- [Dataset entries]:

******************************

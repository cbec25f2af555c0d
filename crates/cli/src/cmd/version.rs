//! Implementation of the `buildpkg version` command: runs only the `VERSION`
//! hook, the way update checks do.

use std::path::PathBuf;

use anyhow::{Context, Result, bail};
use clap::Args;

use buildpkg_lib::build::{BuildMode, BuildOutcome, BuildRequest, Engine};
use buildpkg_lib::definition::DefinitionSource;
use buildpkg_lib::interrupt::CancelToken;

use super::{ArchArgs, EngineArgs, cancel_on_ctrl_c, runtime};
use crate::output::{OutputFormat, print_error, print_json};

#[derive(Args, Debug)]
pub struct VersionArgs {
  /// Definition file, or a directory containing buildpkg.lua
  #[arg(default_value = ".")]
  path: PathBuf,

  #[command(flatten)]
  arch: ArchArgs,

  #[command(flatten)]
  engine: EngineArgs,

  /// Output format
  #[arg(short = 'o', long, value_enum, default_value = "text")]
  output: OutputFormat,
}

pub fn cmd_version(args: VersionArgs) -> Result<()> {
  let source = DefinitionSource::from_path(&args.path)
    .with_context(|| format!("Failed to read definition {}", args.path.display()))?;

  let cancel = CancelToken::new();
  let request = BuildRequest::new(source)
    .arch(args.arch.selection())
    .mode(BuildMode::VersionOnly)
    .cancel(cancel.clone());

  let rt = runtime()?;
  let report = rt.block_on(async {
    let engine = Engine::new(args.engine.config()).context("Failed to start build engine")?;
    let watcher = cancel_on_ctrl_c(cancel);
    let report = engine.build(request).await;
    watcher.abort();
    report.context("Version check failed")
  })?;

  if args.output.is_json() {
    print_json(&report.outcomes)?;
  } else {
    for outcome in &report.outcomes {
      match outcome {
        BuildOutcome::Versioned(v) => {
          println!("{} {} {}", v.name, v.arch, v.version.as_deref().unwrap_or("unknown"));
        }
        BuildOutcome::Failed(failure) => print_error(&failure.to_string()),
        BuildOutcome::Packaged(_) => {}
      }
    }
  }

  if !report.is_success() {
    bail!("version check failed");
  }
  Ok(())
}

******************************

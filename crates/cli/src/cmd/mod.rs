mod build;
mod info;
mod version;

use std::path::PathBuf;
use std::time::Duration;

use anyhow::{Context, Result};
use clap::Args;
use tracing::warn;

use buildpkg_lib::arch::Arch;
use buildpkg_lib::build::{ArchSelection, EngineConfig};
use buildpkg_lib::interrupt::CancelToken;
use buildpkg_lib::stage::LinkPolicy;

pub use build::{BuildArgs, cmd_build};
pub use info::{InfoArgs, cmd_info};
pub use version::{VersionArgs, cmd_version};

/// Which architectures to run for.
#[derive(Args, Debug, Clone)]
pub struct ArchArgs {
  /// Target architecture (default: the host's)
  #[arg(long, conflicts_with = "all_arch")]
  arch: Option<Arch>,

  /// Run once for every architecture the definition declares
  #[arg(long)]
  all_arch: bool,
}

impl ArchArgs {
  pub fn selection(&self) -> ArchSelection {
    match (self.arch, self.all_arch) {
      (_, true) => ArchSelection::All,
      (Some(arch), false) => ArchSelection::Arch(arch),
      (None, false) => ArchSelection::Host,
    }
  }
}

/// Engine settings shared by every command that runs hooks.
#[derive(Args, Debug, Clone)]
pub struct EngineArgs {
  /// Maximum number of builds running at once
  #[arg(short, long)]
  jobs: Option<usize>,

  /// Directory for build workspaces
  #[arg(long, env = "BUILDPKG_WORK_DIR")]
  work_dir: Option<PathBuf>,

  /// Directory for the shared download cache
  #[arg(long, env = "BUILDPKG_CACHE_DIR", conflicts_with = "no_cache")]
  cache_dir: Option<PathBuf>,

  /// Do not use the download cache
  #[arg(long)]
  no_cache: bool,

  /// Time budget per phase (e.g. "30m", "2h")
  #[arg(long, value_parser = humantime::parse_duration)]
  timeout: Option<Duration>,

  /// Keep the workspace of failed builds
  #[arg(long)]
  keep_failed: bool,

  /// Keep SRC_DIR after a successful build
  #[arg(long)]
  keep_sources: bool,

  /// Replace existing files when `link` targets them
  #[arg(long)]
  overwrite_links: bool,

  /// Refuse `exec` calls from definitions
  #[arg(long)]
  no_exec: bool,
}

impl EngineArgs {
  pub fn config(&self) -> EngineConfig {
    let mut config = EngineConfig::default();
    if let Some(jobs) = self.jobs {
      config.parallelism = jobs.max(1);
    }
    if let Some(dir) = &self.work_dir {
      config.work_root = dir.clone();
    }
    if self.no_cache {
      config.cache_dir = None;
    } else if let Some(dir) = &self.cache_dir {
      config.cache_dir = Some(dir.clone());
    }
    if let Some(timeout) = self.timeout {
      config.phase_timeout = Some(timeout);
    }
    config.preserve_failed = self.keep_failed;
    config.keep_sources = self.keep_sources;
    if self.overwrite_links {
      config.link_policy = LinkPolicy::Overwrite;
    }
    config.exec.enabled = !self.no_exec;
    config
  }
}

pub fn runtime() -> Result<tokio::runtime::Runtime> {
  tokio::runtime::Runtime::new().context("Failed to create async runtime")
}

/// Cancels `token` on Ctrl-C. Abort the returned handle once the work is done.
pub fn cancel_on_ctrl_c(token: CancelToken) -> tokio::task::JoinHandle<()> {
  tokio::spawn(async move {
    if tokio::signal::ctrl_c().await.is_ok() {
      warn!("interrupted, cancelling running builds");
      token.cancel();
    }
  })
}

******************************

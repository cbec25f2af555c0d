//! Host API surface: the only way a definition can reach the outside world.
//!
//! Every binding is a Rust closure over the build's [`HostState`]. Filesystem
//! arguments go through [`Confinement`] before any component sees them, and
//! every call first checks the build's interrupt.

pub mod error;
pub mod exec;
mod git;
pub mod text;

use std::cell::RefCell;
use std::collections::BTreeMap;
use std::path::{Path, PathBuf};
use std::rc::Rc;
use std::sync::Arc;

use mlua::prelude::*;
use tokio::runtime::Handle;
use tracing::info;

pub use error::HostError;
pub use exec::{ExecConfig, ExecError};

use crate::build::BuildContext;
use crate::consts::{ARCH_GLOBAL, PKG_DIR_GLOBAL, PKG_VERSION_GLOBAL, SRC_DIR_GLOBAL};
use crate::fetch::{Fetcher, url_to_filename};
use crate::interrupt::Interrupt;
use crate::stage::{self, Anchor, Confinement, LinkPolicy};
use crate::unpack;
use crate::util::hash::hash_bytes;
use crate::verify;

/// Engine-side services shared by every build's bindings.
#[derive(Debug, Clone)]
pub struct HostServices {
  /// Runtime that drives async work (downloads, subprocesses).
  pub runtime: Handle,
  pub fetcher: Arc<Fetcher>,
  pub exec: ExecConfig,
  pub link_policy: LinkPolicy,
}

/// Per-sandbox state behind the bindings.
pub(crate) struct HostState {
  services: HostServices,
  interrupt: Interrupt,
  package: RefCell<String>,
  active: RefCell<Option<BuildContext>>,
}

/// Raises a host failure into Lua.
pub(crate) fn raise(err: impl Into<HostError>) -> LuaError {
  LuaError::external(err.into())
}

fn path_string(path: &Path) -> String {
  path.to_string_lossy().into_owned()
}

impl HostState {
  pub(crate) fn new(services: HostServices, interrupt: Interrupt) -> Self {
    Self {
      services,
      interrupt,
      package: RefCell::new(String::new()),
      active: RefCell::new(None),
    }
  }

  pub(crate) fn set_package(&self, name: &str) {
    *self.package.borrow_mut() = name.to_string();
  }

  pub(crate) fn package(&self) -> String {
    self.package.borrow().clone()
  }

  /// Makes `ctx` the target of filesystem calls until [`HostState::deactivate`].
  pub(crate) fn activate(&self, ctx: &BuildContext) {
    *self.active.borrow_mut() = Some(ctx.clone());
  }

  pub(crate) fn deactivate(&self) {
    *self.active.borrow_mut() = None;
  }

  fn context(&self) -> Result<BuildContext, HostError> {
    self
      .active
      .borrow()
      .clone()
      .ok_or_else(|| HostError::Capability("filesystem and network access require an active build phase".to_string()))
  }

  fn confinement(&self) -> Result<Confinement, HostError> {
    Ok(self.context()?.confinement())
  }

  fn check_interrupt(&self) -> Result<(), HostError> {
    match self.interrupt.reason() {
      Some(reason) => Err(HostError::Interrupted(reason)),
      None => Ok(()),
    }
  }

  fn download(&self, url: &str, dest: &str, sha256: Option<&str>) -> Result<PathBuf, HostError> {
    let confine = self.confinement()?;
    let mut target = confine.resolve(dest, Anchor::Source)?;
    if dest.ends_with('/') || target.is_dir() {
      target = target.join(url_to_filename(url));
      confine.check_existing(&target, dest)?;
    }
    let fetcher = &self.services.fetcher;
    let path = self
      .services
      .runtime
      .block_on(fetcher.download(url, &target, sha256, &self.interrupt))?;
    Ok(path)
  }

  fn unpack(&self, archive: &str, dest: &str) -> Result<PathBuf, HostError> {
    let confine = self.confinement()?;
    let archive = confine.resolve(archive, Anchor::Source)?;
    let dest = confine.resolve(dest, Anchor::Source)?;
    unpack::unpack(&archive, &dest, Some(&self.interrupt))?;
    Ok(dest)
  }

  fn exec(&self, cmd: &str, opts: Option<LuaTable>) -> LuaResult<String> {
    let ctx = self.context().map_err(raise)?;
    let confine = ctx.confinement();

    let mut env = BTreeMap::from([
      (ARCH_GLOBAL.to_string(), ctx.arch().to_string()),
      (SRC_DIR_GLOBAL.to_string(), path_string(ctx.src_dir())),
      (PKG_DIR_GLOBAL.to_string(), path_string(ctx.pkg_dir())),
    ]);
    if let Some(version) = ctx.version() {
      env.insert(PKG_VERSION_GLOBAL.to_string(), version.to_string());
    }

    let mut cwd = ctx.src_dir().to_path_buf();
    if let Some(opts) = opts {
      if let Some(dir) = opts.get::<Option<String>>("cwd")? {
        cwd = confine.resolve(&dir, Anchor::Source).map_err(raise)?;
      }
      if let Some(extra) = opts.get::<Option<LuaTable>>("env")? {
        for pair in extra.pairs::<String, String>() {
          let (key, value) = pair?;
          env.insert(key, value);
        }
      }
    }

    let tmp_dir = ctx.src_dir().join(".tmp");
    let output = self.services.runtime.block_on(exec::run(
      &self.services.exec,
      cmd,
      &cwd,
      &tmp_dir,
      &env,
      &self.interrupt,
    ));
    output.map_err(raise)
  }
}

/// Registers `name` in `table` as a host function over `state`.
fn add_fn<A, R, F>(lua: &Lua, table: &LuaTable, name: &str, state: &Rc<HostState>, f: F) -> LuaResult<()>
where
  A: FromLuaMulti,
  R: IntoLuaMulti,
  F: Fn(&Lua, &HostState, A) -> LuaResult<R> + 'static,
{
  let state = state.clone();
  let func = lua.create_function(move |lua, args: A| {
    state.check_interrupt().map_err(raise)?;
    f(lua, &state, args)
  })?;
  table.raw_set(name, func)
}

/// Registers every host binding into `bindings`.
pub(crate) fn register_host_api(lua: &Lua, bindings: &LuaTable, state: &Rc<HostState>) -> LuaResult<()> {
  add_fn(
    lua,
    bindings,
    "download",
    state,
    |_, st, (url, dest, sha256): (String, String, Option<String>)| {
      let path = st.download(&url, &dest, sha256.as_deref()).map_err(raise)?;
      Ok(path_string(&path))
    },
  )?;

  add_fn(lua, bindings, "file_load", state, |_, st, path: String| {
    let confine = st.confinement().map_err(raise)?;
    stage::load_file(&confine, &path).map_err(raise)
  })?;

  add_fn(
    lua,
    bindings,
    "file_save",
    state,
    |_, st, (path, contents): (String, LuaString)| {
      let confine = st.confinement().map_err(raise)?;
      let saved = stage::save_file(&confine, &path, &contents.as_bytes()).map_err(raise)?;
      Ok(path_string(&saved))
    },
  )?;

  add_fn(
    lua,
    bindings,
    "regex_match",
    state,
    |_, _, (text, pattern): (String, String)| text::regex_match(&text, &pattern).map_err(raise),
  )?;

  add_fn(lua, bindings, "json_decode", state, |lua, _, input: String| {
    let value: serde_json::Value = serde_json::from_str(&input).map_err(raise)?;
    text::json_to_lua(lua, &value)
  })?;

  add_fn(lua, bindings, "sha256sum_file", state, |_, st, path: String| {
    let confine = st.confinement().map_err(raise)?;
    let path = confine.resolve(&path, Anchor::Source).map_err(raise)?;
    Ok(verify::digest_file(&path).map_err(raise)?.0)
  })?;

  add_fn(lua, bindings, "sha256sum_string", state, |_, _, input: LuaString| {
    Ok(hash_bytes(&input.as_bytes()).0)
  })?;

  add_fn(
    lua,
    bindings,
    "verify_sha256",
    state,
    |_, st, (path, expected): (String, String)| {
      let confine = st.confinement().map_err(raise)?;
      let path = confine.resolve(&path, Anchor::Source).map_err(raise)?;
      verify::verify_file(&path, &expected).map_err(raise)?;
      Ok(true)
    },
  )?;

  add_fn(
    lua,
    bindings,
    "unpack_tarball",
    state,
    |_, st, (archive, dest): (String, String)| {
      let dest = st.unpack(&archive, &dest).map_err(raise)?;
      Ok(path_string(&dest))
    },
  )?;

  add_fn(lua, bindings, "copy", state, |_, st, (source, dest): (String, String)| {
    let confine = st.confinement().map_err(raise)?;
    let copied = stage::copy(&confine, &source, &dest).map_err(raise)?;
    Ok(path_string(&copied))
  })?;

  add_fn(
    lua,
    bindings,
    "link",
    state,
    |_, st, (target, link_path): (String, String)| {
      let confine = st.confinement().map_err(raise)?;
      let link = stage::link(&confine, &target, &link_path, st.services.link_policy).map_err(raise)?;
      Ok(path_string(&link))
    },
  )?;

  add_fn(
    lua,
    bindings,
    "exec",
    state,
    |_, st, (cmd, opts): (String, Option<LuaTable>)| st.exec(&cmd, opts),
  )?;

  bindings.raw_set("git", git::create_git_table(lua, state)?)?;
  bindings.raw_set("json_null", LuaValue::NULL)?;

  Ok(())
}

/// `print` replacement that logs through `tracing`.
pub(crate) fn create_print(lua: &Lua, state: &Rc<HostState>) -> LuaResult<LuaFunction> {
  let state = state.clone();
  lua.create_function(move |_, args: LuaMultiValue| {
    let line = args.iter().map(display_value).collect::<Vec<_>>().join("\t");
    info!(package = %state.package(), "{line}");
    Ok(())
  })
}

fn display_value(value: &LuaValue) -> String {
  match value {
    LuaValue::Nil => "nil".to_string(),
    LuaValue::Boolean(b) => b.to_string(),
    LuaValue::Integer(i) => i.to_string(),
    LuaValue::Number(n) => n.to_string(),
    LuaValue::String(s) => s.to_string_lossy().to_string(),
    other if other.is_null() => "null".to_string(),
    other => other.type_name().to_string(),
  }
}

******************************

When a line above includes the word "outcomes", please list that line.

    print_json(&report.outcomes)?;
    for outcome in &report.outcomes {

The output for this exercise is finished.